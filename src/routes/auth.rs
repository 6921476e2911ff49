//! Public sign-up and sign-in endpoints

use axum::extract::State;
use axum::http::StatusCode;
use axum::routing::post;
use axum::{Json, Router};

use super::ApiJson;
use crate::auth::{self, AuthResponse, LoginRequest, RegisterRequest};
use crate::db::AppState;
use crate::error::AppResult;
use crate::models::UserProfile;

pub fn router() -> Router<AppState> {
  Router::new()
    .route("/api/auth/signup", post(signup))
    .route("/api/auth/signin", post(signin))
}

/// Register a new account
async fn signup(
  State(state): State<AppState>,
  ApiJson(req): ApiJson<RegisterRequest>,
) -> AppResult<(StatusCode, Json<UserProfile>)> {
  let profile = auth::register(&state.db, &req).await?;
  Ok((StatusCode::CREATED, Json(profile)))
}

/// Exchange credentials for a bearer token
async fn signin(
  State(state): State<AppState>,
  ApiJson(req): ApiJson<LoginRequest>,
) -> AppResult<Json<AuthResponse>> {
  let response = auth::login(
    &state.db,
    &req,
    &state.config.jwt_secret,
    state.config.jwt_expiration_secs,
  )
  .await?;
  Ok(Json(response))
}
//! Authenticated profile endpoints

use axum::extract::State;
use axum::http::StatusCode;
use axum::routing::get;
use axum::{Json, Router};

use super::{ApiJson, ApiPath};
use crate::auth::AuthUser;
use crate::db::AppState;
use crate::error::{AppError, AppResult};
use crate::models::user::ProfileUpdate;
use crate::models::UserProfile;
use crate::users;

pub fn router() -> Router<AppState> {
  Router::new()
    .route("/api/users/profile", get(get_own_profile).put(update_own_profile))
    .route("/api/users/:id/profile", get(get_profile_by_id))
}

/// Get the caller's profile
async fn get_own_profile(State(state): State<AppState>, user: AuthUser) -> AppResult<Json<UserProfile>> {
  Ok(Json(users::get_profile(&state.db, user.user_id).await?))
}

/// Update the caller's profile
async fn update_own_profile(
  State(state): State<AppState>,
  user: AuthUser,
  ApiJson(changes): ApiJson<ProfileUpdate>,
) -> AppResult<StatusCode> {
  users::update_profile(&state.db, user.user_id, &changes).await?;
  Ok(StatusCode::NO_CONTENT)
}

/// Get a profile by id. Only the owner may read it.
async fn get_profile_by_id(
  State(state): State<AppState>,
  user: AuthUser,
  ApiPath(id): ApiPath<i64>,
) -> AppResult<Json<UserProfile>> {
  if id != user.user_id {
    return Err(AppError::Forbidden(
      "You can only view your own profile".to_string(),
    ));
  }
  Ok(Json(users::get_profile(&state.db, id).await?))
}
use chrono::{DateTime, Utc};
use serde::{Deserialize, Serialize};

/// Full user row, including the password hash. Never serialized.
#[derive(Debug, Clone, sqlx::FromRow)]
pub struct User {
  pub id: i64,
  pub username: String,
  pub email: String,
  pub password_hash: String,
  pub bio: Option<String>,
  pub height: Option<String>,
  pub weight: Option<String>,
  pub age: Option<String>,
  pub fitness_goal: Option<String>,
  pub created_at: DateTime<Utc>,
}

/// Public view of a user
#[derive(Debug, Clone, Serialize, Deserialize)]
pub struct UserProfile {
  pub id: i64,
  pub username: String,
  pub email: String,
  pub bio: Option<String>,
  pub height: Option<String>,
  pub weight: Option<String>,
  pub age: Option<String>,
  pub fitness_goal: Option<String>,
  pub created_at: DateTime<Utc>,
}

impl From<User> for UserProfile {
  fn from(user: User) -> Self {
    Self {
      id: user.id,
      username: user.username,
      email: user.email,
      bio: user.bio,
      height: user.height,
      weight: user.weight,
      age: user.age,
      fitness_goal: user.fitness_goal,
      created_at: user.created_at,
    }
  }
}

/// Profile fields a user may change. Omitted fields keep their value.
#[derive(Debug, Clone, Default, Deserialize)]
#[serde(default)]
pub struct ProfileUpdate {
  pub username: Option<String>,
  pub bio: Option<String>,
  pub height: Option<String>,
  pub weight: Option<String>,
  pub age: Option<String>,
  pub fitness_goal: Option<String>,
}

......

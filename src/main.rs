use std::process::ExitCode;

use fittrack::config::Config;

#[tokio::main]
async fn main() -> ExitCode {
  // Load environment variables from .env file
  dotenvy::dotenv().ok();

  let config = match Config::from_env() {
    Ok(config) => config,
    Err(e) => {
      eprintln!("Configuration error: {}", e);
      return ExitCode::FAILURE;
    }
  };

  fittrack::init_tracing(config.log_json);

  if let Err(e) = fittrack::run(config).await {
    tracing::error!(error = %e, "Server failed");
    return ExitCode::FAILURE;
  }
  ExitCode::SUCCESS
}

......

**Work order:**
Look through the entries above and copy each line that has "Clone" in it.

**The answer:**
#[derive(Debug, Clone, sqlx::FromRow)]
#[derive(Debug, Clone, Serialize, Deserialize)]
#[derive(Debug, Clone, Default, Deserialize)]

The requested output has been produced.